À M. ÉMILE ROLLINAT, EN GARNISON À PERPIGNAN


Nohant, 2 janvier 1869.


Cher enfant,

Merci de votre bon souvenir. Je suis heureuse de vous savoir content, c’est la marque d’un caractère solide et d’un esprit sérieux ; car, puisque tous ceux de votre âge se plaignent, ne se trouvent bien placés nulle part et voudraient commander à la destinée, ce n’est pas tant le manque de philosophie que le manque de force qui fait ces âmes aigries, pleines d’exigence. Vous vous trouvez content d’avoir un état et vous savez vous y faire des loisirs utiles, un fonds d’études qui vous servirait au besoin. Je suis bien sûre à présent que l’avenir est à vous, que le destin ne vous traînera pas après lui, mais que vous le pousserez lui-même en avant. Les chagrins que vous rappelez, votre bien-aimé père me les avait confiés, et je l’ai vu bien tourmenté de votre avenir. Ce que je vous dis aujourd’hui, je le lui disais ; car il me décrivait votre caractère, vos aptitudes, et on voyait sa tendresse dominer ses inquiétudes paternelles. La source de vos désaccords n’était dans aucun de vous : elle était en dehors de la famille, dans des idées d’autorité qui s’y glissaient malgré lui, et qui n’étaient pas justes, pas applicables à nos générations.

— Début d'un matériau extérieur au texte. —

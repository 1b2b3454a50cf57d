//! Sharded Entry Table
//!
//! The keyed collection of slots. The admission protocol only relies on the
//! [`EntryTable`] trait: an atomic lookup, an atomic conditional insert, and a
//! conditional remove. [`ShardedEntryTable`] is the in-memory implementation.
//!
//! ## Concurrency Model
//!
//! ```text
//! ┌─────────────────────────────────────────────────────────────┐
//! │                   ShardedEntryTable                         │
//! │  ┌─────────┐ ┌─────────┐ ┌─────────┐ ┌─────────┐           │
//! │  │ Shard 0 │ │ Shard 1 │ │ Shard 2 │ │ Shard N │           │
//! │  │ RwLock  │ │ RwLock  │ │ RwLock  │ │ RwLock  │           │
//! │  │ HashMap │ │ HashMap │ │ HashMap │ │ HashMap │           │
//! │  └─────────┘ └─────────┘ └─────────┘ └─────────┘           │
//! └─────────────────────────────────────────────────────────────┘
//! ```
//!
//! A key always hashes to the same shard, so every operation on one key is
//! serialized by that shard's lock. That is what makes `insert_if_absent`
//! linearizable per key: on success the new slot is visible to every later
//! lookup, on failure the returned slot is what the map held at that instant.
//!
//! Tombstones stay in the map until whoever cemented them (or a creator that
//! ran into them) removes them with `remove_if_same`.

use crate::entry::slot::EntrySlot;
use bytes::Bytes;
use parking_lot::RwLock;
use std::collections::hash_map::{DefaultHasher, Entry};
use std::collections::HashMap;
use std::hash::{Hash, Hasher};
use std::sync::atomic::{AtomicU64, Ordering};
use std::sync::Arc;

/// Default number of shards.
pub const DEFAULT_SHARDS: usize = 64;

/// Builds candidate slots for the CREATE path.
pub trait EntryFactory: Send + Sync {
    fn create_entry(&self, key: Bytes, value: Bytes) -> Arc<EntrySlot>;
}

/// Produces plain live slots.
#[derive(Debug, Default, Clone, Copy)]
pub struct LiveEntryFactory;

impl EntryFactory for LiveEntryFactory {
    fn create_entry(&self, key: Bytes, value: Bytes) -> Arc<EntrySlot> {
        Arc::new(EntrySlot::new(key, value))
    }
}

/// The keyed collection of slots consulted by the admission protocol.
pub trait EntryTable: Send + Sync {
    /// Returns whatever slot is mapped to `key`, tombstones included.
    fn lookup(&self, key: &Bytes) -> Option<Arc<EntrySlot>>;

    /// Maps `key` to `slot` unless a mapping already exists.
    ///
    /// Returns `None` when `slot` was installed, otherwise the conflicting slot.
    fn insert_if_absent(&self, key: Bytes, slot: Arc<EntrySlot>) -> Option<Arc<EntrySlot>>;

    /// Removes the mapping for `key` only if it is exactly `slot`.
    fn remove_if_same(&self, key: &Bytes, slot: &Arc<EntrySlot>) -> bool;

    /// The factory used to build candidate slots.
    fn entry_factory(&self) -> &dyn EntryFactory;

    /// Incremented every time the whole table is cleared.
    fn clear_generation(&self) -> u64;
}

/// A single shard containing a portion of the slots.
#[derive(Debug, Default)]
struct Shard {
    slots: RwLock<HashMap<Bytes, Arc<EntrySlot>>>,
}

/// In-memory [`EntryTable`] split into independently locked shards.
///
/// # Example
///
/// ```
/// use flashregion::entry::{EntryTable, ShardedEntryTable};
/// use bytes::Bytes;
///
/// let table = ShardedEntryTable::new();
/// let key = Bytes::from("name");
/// let slot = table.entry_factory().create_entry(key.clone(), Bytes::from("Ariz"));
///
/// assert!(table.insert_if_absent(key.clone(), slot).is_none());
/// assert_eq!(table.lookup(&key).and_then(|s| s.value()), Some(Bytes::from("Ariz")));
/// ```
pub struct ShardedEntryTable {
    shards: Vec<Shard>,
    factory: Box<dyn EntryFactory>,
    clear_generation: AtomicU64,
}

impl std::fmt::Debug for ShardedEntryTable {
    fn fmt(&self, f: &mut std::fmt::Formatter<'_>) -> std::fmt::Result {
        f.debug_struct("ShardedEntryTable")
            .field("shards", &self.shards.len())
            .field("len", &self.len())
            .field(
                "clear_generation",
                &self.clear_generation.load(Ordering::Relaxed),
            )
            .finish()
    }
}

impl Default for ShardedEntryTable {
    fn default() -> Self {
        Self::new()
    }
}

impl ShardedEntryTable {
    /// Creates a table with [`DEFAULT_SHARDS`] shards.
    pub fn new() -> Self {
        Self::with_shards(DEFAULT_SHARDS)
    }

    /// Creates a table with the given number of shards (at least one).
    pub fn with_shards(shards: usize) -> Self {
        Self::with_factory(shards, Box::new(LiveEntryFactory))
    }

    /// Creates a table that builds candidate slots with a custom factory.
    pub fn with_factory(shards: usize, factory: Box<dyn EntryFactory>) -> Self {
        let shards = (0..shards.max(1)).map(|_| Shard::default()).collect();

        Self {
            shards,
            factory,
            clear_generation: AtomicU64::new(0),
        }
    }

    /// Determines which shard a key belongs to.
    #[inline]
    fn shard_index(&self, key: &[u8]) -> usize {
        let mut hasher = DefaultHasher::new();
        key.hash(&mut hasher);
        (hasher.finish() as usize) % self.shards.len()
    }

    #[inline]
    fn get_shard(&self, key: &[u8]) -> &Shard {
        &self.shards[self.shard_index(key)]
    }

    /// Number of mappings, tombstones included.
    pub fn len(&self) -> usize {
        self.shards.iter().map(|s| s.slots.read().len()).sum()
    }

    pub fn is_empty(&self) -> bool {
        self.shards.iter().all(|s| s.slots.read().is_empty())
    }

    /// Number of mappings whose slot is live.
    pub fn live_len(&self) -> usize {
        self.shards
            .iter()
            .map(|s| s.slots.read().values().filter(|slot| slot.is_live()).count())
            .sum()
    }

    /// Returns the keys of all live slots.
    ///
    /// **Warning**: This scans every shard.
    pub fn keys(&self) -> Vec<Bytes> {
        let mut result = Vec::new();
        for shard in &self.shards {
            let slots = shard.slots.read();
            result.extend(
                slots
                    .iter()
                    .filter(|(_, slot)| slot.is_live())
                    .map(|(key, _)| key.clone()),
            );
        }
        result
    }

    /// Drops every mapping and bumps the clear generation.
    ///
    /// Returns the number of mappings removed.
    pub fn clear(&self) -> usize {
        // Bump first so puts that straddle the clear observe it.
        self.clear_generation.fetch_add(1, Ordering::AcqRel);

        let mut removed = 0;
        for shard in &self.shards {
            let mut slots = shard.slots.write();
            removed += slots.len();
            slots.clear();
        }
        removed
    }
}

impl EntryTable for ShardedEntryTable {
    fn lookup(&self, key: &Bytes) -> Option<Arc<EntrySlot>> {
        self.get_shard(key).slots.read().get(key).cloned()
    }

    fn insert_if_absent(&self, key: Bytes, slot: Arc<EntrySlot>) -> Option<Arc<EntrySlot>> {
        let mut slots = self.get_shard(&key).slots.write();
        match slots.entry(key) {
            Entry::Occupied(existing) => Some(Arc::clone(existing.get())),
            Entry::Vacant(vacant) => {
                vacant.insert(slot);
                None
            }
        }
    }

    fn remove_if_same(&self, key: &Bytes, slot: &Arc<EntrySlot>) -> bool {
        let mut slots = self.get_shard(key).slots.write();
        match slots.get(key) {
            Some(current) if Arc::ptr_eq(current, slot) => {
                slots.remove(key);
                true
            }
            _ => false,
        }
    }

    fn entry_factory(&self) -> &dyn EntryFactory {
        self.factory.as_ref()
    }

    fn clear_generation(&self) -> u64 {
        self.clear_generation.load(Ordering::Acquire)
    }
}

#[cfg(test)]
mod tests {
    use super::*;

    fn live(key: &'static str, value: &'static str) -> Arc<EntrySlot> {
        Arc::new(EntrySlot::new(Bytes::from(key), Bytes::from(value)))
    }

    #[test]
    fn test_lookup_missing() {
        let table = ShardedEntryTable::new();
        assert!(table.lookup(&Bytes::from("missing")).is_none());
        assert!(table.is_empty());
    }

    #[test]
    fn test_insert_if_absent_installs_once() {
        let table = ShardedEntryTable::new();
        let key = Bytes::from("key");
        let first = live("key", "first");
        let second = live("key", "second");

        assert!(table.insert_if_absent(key.clone(), Arc::clone(&first)).is_none());

        let conflict = table.insert_if_absent(key.clone(), second);
        assert!(conflict.is_some_and(|c| Arc::ptr_eq(&c, &first)));

        let resident = table.lookup(&key).unwrap();
        assert!(Arc::ptr_eq(&resident, &first));
        assert_eq!(table.len(), 1);
    }

    #[test]
    fn test_tombstone_is_a_conflict() {
        let table = ShardedEntryTable::new();
        let key = Bytes::from("key");
        let tombstone = live("key", "value");
        table.insert_if_absent(key.clone(), Arc::clone(&tombstone));
        tombstone.mark_removed_phase1();
        tombstone.mark_removed_phase2();

        let conflict = table.insert_if_absent(key.clone(), live("key", "new"));
        assert!(conflict.is_some_and(|c| c.is_removed_phase2()));

        // Still counted as a mapping, but not as a live key
        assert_eq!(table.len(), 1);
        assert_eq!(table.live_len(), 0);
        assert!(table.keys().is_empty());
    }

    #[test]
    fn test_remove_if_same() {
        let table = ShardedEntryTable::new();
        let key = Bytes::from("key");
        let resident = live("key", "value");
        let stranger = live("key", "value");
        table.insert_if_absent(key.clone(), Arc::clone(&resident));

        // Equal contents, different identity
        assert!(!table.remove_if_same(&key, &stranger));
        assert!(table.lookup(&key).is_some());

        assert!(table.remove_if_same(&key, &resident));
        assert!(table.lookup(&key).is_none());
        assert!(!table.remove_if_same(&key, &resident));
    }

    #[test]
    fn test_clear_bumps_generation() {
        let table = ShardedEntryTable::with_shards(4);
        for i in 0..10 {
            let key = Bytes::from(format!("key-{}", i));
            table.insert_if_absent(key.clone(), Arc::new(EntrySlot::new(key, Bytes::new())));
        }
        assert_eq!(table.len(), 10);
        assert_eq!(table.clear_generation(), 0);

        assert_eq!(table.clear(), 10);
        assert!(table.is_empty());
        assert_eq!(table.clear_generation(), 1);
    }

    #[test]
    fn test_zero_shards_is_clamped() {
        let table = ShardedEntryTable::with_shards(0);
        let key = Bytes::from("key");
        assert!(table.insert_if_absent(key.clone(), live("key", "v")).is_none());
        assert!(table.lookup(&key).is_some());
    }

    #[test]
    fn test_concurrent_insert_if_absent_single_winner() {
        use std::thread;

        let table = Arc::new(ShardedEntryTable::new());
        let key = Bytes::from("contended");

        let handles: Vec<_> = (0..8)
            .map(|i| {
                let table = Arc::clone(&table);
                let key = key.clone();
                thread::spawn(move || {
                    let slot = Arc::new(EntrySlot::new(key.clone(), Bytes::from(format!("{}", i))));
                    table.insert_if_absent(key, slot).is_none()
                })
            })
            .collect();

        let winners = handles
            .into_iter()
            .map(|h| h.join().unwrap())
            .filter(|won| *won)
            .count();

        assert_eq!(winners, 1);
        assert_eq!(table.len(), 1);
    }
}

J’ai lu ces jours-ci un livre très bon et très touchant qui m’a rappelé mes entretiens sur vous avec ce cher père et qui, en vérité, sont comme un reflet de ces entretiens, bien qu’ils soient restés absolument entre lui et moi. Ce livre s’appelle les Pères et les Enfants. Il est d’Ernest Legouvé. Si vous ne pouvez vous le procurer à Perpignan, je vous l’enverrai ; il vous fera du bien, j’en suis sûre ; mais il faut le lire entier. Il met en présence le pour et le contre ; la conclusion proclame l’indépendance de l’individu, l’affranchissement de l’homme par l’homme, du fils par le père, et en même temps, il renoue la chaîne souvent brisée des tendresses sublimes.

Pendant que vous me demandiez les lettres et le calepin à Paris, je les avais là, dans un carton et je n’en savais rien ; je les croyais ici. Mon premier soin a été, en arrivant, de les chercher, et, ne trouvant ni le carton ni les lettres, j’ai constaté ma bévue. Mais soyez tranquille, à mon premier voyage à Paris, je les retrouverai, et dites bien à votre mère d’être tranquille aussi : ces précieuses lettres lui seront rendues.

À vous de cœur, mon cher enfant.

G. SAND.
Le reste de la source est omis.